* _Assigned task_
Filter the records for "ConfigError" and keep each line that has it.

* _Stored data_
***
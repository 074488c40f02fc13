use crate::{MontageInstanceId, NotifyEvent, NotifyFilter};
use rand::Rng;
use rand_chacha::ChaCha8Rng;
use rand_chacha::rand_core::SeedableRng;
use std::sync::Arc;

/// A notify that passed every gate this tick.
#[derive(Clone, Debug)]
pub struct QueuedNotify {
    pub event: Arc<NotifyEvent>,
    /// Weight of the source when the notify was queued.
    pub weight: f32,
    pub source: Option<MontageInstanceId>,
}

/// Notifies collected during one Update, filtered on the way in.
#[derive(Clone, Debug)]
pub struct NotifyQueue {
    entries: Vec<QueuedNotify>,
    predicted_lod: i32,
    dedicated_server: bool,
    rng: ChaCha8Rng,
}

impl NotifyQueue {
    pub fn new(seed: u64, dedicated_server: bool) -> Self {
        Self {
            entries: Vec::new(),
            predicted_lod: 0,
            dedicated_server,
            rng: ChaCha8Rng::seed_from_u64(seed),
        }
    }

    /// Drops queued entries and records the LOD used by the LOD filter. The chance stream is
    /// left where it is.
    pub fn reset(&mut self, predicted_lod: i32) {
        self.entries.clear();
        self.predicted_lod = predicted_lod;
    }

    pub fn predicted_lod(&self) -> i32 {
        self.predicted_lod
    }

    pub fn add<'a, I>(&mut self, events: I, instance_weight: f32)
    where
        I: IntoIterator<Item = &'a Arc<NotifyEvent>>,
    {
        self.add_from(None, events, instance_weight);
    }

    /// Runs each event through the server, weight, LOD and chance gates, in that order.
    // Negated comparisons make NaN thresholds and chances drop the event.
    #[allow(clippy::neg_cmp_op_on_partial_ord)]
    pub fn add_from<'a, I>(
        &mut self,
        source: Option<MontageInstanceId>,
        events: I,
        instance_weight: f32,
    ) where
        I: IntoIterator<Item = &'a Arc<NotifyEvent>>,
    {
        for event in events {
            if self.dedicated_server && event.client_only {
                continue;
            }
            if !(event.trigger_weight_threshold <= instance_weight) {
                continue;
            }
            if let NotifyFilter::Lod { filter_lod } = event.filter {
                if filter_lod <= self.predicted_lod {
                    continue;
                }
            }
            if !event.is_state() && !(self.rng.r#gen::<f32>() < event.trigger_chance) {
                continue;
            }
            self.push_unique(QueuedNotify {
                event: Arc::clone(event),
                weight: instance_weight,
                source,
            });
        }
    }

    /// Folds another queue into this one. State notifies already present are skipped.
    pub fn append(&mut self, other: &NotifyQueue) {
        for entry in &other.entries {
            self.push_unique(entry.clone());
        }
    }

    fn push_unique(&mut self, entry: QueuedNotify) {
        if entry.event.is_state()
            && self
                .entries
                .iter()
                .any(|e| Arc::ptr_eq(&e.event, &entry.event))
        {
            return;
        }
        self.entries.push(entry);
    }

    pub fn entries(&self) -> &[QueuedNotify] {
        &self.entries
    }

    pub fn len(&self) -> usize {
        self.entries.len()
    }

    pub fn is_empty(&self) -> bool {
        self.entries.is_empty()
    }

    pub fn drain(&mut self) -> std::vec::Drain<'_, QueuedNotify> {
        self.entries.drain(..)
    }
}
***
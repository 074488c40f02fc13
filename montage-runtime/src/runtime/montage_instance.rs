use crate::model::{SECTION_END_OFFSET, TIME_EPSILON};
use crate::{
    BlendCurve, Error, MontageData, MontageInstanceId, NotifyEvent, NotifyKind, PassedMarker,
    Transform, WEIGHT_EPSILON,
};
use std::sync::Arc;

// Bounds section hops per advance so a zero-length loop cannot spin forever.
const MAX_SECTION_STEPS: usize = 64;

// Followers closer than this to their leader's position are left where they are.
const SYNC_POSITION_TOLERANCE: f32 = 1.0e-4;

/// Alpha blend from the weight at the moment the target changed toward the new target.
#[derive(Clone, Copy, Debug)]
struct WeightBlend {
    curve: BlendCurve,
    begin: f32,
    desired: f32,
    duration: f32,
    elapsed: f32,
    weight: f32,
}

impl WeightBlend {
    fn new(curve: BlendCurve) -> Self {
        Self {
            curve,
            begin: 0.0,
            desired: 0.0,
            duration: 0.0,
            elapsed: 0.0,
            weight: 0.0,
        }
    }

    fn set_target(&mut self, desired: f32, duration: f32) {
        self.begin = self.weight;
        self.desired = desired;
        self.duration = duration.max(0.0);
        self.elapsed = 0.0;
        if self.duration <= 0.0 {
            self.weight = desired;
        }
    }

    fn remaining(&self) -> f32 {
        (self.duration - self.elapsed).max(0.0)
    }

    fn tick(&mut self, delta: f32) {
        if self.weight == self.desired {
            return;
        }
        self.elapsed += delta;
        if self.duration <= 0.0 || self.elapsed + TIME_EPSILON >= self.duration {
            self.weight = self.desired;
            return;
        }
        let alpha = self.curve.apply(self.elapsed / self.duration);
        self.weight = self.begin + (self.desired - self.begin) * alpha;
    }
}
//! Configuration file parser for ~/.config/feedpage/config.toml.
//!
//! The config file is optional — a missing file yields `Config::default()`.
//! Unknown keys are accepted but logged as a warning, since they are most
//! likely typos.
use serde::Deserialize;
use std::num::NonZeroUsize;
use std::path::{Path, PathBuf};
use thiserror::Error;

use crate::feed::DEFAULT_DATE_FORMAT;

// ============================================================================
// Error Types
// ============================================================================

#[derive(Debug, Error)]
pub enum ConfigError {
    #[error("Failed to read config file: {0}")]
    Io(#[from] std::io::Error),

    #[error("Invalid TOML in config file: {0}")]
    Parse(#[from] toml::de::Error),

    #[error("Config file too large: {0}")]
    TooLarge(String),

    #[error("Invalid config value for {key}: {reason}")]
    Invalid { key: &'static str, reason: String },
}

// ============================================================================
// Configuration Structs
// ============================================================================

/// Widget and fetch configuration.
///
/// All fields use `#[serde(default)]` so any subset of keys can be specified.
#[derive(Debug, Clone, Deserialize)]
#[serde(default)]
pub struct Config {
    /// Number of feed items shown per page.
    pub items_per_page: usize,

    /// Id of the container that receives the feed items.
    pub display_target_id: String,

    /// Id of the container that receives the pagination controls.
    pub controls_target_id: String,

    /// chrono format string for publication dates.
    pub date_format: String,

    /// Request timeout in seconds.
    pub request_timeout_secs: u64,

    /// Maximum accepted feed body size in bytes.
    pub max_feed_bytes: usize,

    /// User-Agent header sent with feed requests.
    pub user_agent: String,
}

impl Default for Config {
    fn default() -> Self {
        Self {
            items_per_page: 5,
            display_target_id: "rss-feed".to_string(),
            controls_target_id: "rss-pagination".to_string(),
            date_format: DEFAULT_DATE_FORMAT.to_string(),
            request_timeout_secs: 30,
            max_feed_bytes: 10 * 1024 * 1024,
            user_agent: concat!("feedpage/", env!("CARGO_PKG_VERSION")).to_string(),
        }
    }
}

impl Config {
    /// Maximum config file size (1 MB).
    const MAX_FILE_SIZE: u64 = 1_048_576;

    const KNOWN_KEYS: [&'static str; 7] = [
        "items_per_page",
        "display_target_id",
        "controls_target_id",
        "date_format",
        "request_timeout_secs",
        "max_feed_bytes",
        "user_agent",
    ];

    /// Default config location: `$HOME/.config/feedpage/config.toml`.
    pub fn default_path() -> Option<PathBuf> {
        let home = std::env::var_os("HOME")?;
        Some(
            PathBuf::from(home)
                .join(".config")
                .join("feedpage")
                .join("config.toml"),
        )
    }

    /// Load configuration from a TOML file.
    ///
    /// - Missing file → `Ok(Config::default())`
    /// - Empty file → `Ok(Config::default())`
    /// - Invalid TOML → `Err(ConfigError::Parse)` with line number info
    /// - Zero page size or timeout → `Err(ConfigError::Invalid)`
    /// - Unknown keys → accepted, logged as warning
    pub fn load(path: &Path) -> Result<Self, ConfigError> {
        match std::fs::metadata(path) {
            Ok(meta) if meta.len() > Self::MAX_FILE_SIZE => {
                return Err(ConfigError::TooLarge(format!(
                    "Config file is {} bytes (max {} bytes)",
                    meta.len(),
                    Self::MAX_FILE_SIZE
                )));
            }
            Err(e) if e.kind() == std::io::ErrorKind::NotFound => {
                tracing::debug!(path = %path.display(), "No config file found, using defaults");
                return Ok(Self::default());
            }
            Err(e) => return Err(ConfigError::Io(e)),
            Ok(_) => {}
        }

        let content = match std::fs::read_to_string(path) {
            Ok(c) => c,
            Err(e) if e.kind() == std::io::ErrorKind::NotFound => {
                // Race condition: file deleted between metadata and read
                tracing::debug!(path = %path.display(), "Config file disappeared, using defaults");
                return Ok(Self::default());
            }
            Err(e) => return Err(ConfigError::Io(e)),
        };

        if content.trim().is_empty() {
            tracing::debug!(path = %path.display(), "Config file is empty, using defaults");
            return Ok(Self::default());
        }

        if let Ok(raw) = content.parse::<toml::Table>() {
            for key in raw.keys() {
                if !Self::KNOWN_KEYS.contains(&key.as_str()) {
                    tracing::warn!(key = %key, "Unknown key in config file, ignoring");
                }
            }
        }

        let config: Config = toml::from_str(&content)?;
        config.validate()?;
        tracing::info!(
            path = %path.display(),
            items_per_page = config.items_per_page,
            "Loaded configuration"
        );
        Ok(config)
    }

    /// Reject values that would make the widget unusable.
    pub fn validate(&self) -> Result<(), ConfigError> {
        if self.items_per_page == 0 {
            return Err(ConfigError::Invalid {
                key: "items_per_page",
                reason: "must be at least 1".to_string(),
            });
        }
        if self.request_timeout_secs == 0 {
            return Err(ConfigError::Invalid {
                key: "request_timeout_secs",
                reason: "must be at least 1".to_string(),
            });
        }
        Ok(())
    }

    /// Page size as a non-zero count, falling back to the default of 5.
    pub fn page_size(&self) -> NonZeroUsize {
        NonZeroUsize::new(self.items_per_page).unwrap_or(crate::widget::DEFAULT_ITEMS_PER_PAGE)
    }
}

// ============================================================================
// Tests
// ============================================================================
***
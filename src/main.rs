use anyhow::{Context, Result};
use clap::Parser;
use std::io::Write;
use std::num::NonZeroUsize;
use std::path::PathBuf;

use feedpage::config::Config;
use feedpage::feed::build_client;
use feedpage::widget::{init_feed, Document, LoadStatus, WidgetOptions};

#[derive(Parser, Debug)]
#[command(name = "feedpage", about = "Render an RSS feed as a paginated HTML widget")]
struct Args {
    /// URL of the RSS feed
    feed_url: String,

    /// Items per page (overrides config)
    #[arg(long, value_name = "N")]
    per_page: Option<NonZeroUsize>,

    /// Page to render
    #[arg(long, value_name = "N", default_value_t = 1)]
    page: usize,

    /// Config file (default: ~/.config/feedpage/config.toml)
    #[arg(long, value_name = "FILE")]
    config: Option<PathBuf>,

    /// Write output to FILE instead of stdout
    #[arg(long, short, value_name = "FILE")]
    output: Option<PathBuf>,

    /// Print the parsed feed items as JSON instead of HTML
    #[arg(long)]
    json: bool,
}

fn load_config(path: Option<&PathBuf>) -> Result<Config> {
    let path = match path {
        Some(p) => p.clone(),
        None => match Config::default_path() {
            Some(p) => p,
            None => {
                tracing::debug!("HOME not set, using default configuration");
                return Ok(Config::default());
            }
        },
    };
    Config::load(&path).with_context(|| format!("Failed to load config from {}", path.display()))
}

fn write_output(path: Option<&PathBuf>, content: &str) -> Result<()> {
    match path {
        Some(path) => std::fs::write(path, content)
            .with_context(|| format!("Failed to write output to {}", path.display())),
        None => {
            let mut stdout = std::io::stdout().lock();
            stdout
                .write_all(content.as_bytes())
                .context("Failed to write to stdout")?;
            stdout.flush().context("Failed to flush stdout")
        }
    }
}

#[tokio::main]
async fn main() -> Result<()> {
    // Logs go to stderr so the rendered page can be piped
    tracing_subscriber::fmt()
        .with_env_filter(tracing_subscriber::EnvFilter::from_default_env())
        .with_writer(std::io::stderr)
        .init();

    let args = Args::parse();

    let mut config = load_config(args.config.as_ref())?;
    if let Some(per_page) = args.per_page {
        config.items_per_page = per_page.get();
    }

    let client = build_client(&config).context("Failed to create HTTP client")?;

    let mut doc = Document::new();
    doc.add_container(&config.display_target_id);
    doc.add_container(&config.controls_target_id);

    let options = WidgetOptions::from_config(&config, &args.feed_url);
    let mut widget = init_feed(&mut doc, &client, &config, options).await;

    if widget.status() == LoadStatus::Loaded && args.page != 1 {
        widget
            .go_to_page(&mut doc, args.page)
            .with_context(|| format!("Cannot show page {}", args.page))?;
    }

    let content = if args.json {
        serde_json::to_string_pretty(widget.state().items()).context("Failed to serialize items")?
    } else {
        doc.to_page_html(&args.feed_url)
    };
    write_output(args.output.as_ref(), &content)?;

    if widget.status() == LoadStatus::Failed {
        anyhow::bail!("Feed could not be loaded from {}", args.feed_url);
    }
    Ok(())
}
***
* _Answer space_
pub enum ConfigError {
    /// - Invalid TOML → `Err(ConfigError::Parse)` with line number info
    /// - Zero page size or timeout → `Err(ConfigError::Invalid)`
    pub fn load(path: &Path) -> Result<Self, ConfigError> {
                return Err(ConfigError::TooLarge(format!(
            Err(e) => return Err(ConfigError::Io(e)),
            Err(e) => return Err(ConfigError::Io(e)),
    pub fn validate(&self) -> Result<(), ConfigError> {
            return Err(ConfigError::Invalid {
            return Err(ConfigError::Invalid {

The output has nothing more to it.